WHAT IS REQUIRED — Write the records below out again. Match them exactly.

*** ENTRIES SHOWN Section Begins ***

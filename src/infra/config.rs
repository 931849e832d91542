use crate::core::selector::{self, Modifier, is_valid_slice_name};
use crate::domain::errors::ConfigError;
use crate::domain::models::{Limits, Slice};
use crate::infra::file_system::ClassifierRules;
use log::{debug, info};
use serde::{Deserialize, Serialize};
use std::collections::BTreeMap;
use std::fs;
use std::path::{Path, PathBuf};

pub const DEFAULT_CONFIG_FILE: &str = ".snip.yaml";
pub const SUPPORTED_VERSION: u32 = 1;
pub const DROP_LOW_PRIORITY: &str = "drop_low_priority";

/// Root of `.snip.yaml`. Every key is optional; missing keys take the defaults below.
#[derive(Debug, Clone, PartialEq, Serialize, Deserialize)]
#[serde(default)]
pub struct Config {
    pub version: u32,
    pub root: String,
    pub name: String,
    pub default_profile: String,
    pub output: OutputConfig,
    pub render: RenderConfig,
    pub budgets: BudgetConfig,
    pub ignore: IgnoreConfig,
    pub sensitive: SensitiveConfig,
    pub slices: BTreeMap<String, SliceConfig>,
    pub profiles: BTreeMap<String, ProfileConfig>,
}

#[derive(Debug, Clone, PartialEq, Serialize, Deserialize)]
#[serde(default)]
pub struct OutputConfig {
    pub dir: String,
    pub pattern: String,
    pub latest: String,
    pub stdout_default: bool,
}

#[derive(Debug, Clone, PartialEq, Serialize, Deserialize)]
#[serde(default)]
pub struct RenderConfig {
    pub format: String,
    pub newline: String,
    pub code_fences: bool,
    pub include_tree: bool,
    pub tree_depth: usize,
    pub include_manifest: bool,
    pub manifest: ManifestConfig,
    pub file_block: FileBlockConfig,
}

#[derive(Debug, Clone, PartialEq, Serialize, Deserialize)]
#[serde(default)]
pub struct ManifestConfig {
    pub group_by_slice: bool,
    pub include_line_counts: bool,
    pub include_byte_counts: bool,
    pub include_truncation_notes: bool,
    pub include_unreadable_notes: bool,
}

/// Optional single-line delimiters around each file; `{path}` is substituted.
#[derive(Debug, Clone, Default, PartialEq, Serialize, Deserialize)]
#[serde(default)]
pub struct FileBlockConfig {
    pub header: String,
    pub footer: String,
}

#[derive(Debug, Clone, PartialEq, Serialize, Deserialize)]
#[serde(default)]
pub struct BudgetConfig {
    pub max_chars: usize,
    pub per_file_max_lines: usize,
    pub per_file_max_bytes: usize,
    pub drop_policy: String,
}

#[derive(Debug, Clone, PartialEq, Serialize, Deserialize)]
#[serde(default)]
pub struct IgnoreConfig {
    pub use_gitignore: bool,
    pub always: Vec<String>,
    pub binary_extensions: Vec<String>,
}

#[derive(Debug, Clone, PartialEq, Serialize, Deserialize)]
#[serde(default)]
pub struct SensitiveConfig {
    pub exclude_globs: Vec<String>,
}

#[derive(Debug, Clone, Default, PartialEq, Serialize, Deserialize)]
#[serde(default)]
pub struct SliceConfig {
    pub include: Vec<String>,
    pub exclude: Vec<String>,
    pub priority: i32,
}

#[derive(Debug, Clone, Default, PartialEq, Serialize, Deserialize)]
#[serde(default)]
pub struct ProfileConfig {
    pub enable: Vec<String>,
    pub budgets: BudgetOverride,
    pub render: RenderOverride,
}

#[derive(Debug, Clone, Default, PartialEq, Serialize, Deserialize)]
#[serde(default)]
pub struct BudgetOverride {
    pub max_chars: Option<usize>,
}

#[derive(Debug, Clone, Default, PartialEq, Serialize, Deserialize)]
#[serde(default)]
pub struct RenderOverride {
    pub tree_depth: Option<usize>,
}

impl Default for Config {
    fn default() -> Self {
        Self {
            version: SUPPORTED_VERSION,
            root: ".".to_string(),
            name: String::new(),
            default_profile: String::new(),
            output: OutputConfig::default(),
            render: RenderConfig::default(),
            budgets: BudgetConfig::default(),
            ignore: IgnoreConfig::default(),
            sensitive: SensitiveConfig::default(),
            slices: BTreeMap::new(),
            profiles: BTreeMap::new(),
        }
    }
}

impl Default for OutputConfig {
    fn default() -> Self {
        Self {
            dir: ".snip".to_string(),
            pattern: "snip_{profile}_{ts}_{gitsha}.md".to_string(),
            latest: "last.md".to_string(),
            stdout_default: false,
        }
    }
}

impl Default for RenderConfig {
    fn default() -> Self {
        Self {
            format: "md".to_string(),
            newline: "\n".to_string(),
            code_fences: true,
            include_tree: true,
            tree_depth: 4,
            include_manifest: true,
            manifest: ManifestConfig::default(),
            file_block: FileBlockConfig::default(),
        }
    }
}

impl Default for ManifestConfig {
    fn default() -> Self {
        Self {
            group_by_slice: true,
            include_line_counts: true,
            include_byte_counts: true,
            include_truncation_notes: true,
            include_unreadable_notes: true,
        }
    }
}

impl Default for BudgetConfig {
    fn default() -> Self {
        Self {
            max_chars: 120_000,
            per_file_max_lines: 600,
            per_file_max_bytes: 262_144,
            drop_policy: DROP_LOW_PRIORITY.to_string(),
        }
    }
}

impl Default for IgnoreConfig {
    fn default() -> Self {
        Self {
            use_gitignore: true,
            always: to_strings(&[
                ".git/**",
                "node_modules/**",
                "dist/**",
                "build/**",
                ".venv/**",
                ".pytest_cache/**",
                "coverage/**",
                "target/**",
                ".snip/**",
            ]),
            binary_extensions: to_strings(&[
                ".png", ".jpg", ".jpeg", ".gif", ".pdf", ".zip", ".tar", ".gz", ".7z", ".exe",
                ".dll", ".so", ".dylib",
            ]),
        }
    }
}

*** ENTRIES SHOWN Section Ends ***

RESPONSE —
filename src/infra/config.rs
repository 931849e832d91542
use crate::core::selector::{self, Modifier, is_valid_slice_name};
use crate::domain::errors::ConfigError;
use crate::domain::models::{Limits, Slice};
use crate::infra::file_system::ClassifierRules;
use log::{debug, info};
use serde::{Deserialize, Serialize};
use std::collections::BTreeMap;
use std::fs;
use std::path::{Path, PathBuf};

pub const DEFAULT_CONFIG_FILE: &str = ".snip.yaml";
pub const SUPPORTED_VERSION: u32 = 1;
pub const DROP_LOW_PRIORITY: &str = "drop_low_priority";

/// Root of `.snip.yaml`. Every key is optional; missing keys take the defaults below.
#[derive(Debug, Clone, PartialEq, Serialize, Deserialize)]
#[serde(default)]
pub struct Config {
    pub version: u32,
    pub root: String,
    pub name: String,
    pub default_profile: String,
    pub output: OutputConfig,
    pub render: RenderConfig,
    pub budgets: BudgetConfig,
    pub ignore: IgnoreConfig,
    pub sensitive: SensitiveConfig,
    pub slices: BTreeMap<String, SliceConfig>,
    pub profiles: BTreeMap<String, ProfileConfig>,
}

#[derive(Debug, Clone, PartialEq, Serialize, Deserialize)]
#[serde(default)]
pub struct OutputConfig {
    pub dir: String,
    pub pattern: String,
    pub latest: String,
    pub stdout_default: bool,
}

#[derive(Debug, Clone, PartialEq, Serialize, Deserialize)]
#[serde(default)]
pub struct RenderConfig {
    pub format: String,
    pub newline: String,
    pub code_fences: bool,
    pub include_tree: bool,
    pub tree_depth: usize,
    pub include_manifest: bool,
    pub manifest: ManifestConfig,
    pub file_block: FileBlockConfig,
}

#[derive(Debug, Clone, PartialEq, Serialize, Deserialize)]
#[serde(default)]
pub struct ManifestConfig {
    pub group_by_slice: bool,
    pub include_line_counts: bool,
    pub include_byte_counts: bool,
    pub include_truncation_notes: bool,
    pub include_unreadable_notes: bool,
}

/// Optional single-line delimiters around each file; `{path}` is substituted.
#[derive(Debug, Clone, Default, PartialEq, Serialize, Deserialize)]
#[serde(default)]
pub struct FileBlockConfig {
    pub header: String,
    pub footer: String,
}

#[derive(Debug, Clone, PartialEq, Serialize, Deserialize)]
#[serde(default)]
pub struct BudgetConfig {
    pub max_chars: usize,
    pub per_file_max_lines: usize,
    pub per_file_max_bytes: usize,
    pub drop_policy: String,
}

#[derive(Debug, Clone, PartialEq, Serialize, Deserialize)]
#[serde(default)]
pub struct IgnoreConfig {
    pub use_gitignore: bool,
    pub always: Vec<String>,
    pub binary_extensions: Vec<String>,
}

#[derive(Debug, Clone, PartialEq, Serialize, Deserialize)]
#[serde(default)]
pub struct SensitiveConfig {
    pub exclude_globs: Vec<String>,
}

#[derive(Debug, Clone, Default, PartialEq, Serialize, Deserialize)]
#[serde(default)]
pub struct SliceConfig {
    pub include: Vec<String>,
    pub exclude: Vec<String>,
    pub priority: i32,
}

#[derive(Debug, Clone, Default, PartialEq, Serialize, Deserialize)]
#[serde(default)]
pub struct ProfileConfig {
    pub enable: Vec<String>,
    pub budgets: BudgetOverride,
    pub render: RenderOverride,
}

#[derive(Debug, Clone, Default, PartialEq, Serialize, Deserialize)]
#[serde(default)]
pub struct BudgetOverride {
    pub max_chars: Option<usize>,
}

#[derive(Debug, Clone, Default, PartialEq, Serialize, Deserialize)]
#[serde(default)]
pub struct RenderOverride {
    pub tree_depth: Option<usize>,
}

impl Default for Config {
    fn default() -> Self {
        Self {
            version: SUPPORTED_VERSION,
            root: ".".to_string(),
            name: String::new(),
            default_profile: String::new(),
            output: OutputConfig::default(),
            render: RenderConfig::default(),
            budgets: BudgetConfig::default(),
            ignore: IgnoreConfig::default(),
            sensitive: SensitiveConfig::default(),
            slices: BTreeMap::new(),
            profiles: BTreeMap::new(),
        }
    }
}

impl Default for OutputConfig {
    fn default() -> Self {
        Self {
            dir: ".snip".to_string(),
            pattern: "snip_{profile}_{ts}_{gitsha}.md".to_string(),
            latest: "last.md".to_string(),
            stdout_default: false,
        }
    }
}

impl Default for RenderConfig {
    fn default() -> Self {
        Self {
            format: "md".to_string(),
            newline: "\n".to_string(),
            code_fences: true,
            include_tree: true,
            tree_depth: 4,
            include_manifest: true,
            manifest: ManifestConfig::default(),
            file_block: FileBlockConfig::default(),
        }
    }
}

impl Default for ManifestConfig {
    fn default() -> Self {
        Self {
            group_by_slice: true,
            include_line_counts: true,
            include_byte_counts: true,
            include_truncation_notes: true,
            include_unreadable_notes: true,
        }
    }
}

impl Default for BudgetConfig {
    fn default() -> Self {
        Self {
            max_chars: 120_000,
            per_file_max_lines: 600,
            per_file_max_bytes: 262_144,
            drop_policy: DROP_LOW_PRIORITY.to_string(),
        }
    }
}

impl Default for IgnoreConfig {
    fn default() -> Self {
        Self {
            use_gitignore: true,
            always: to_strings(&[
                ".git/**",
                "node_modules/**",
                "dist/**",
                "build/**",
                ".venv/**",
                ".pytest_cache/**",
                "coverage/**",
                "target/**",
                ".snip/**",
            ]),
            binary_extensions: to_strings(&[
                ".png", ".jpg", ".jpeg", ".gif", ".pdf", ".zip", ".tar", ".gz", ".7z", ".exe",
                ".dll", ".so", ".dylib",
            ]),
        }
    }
}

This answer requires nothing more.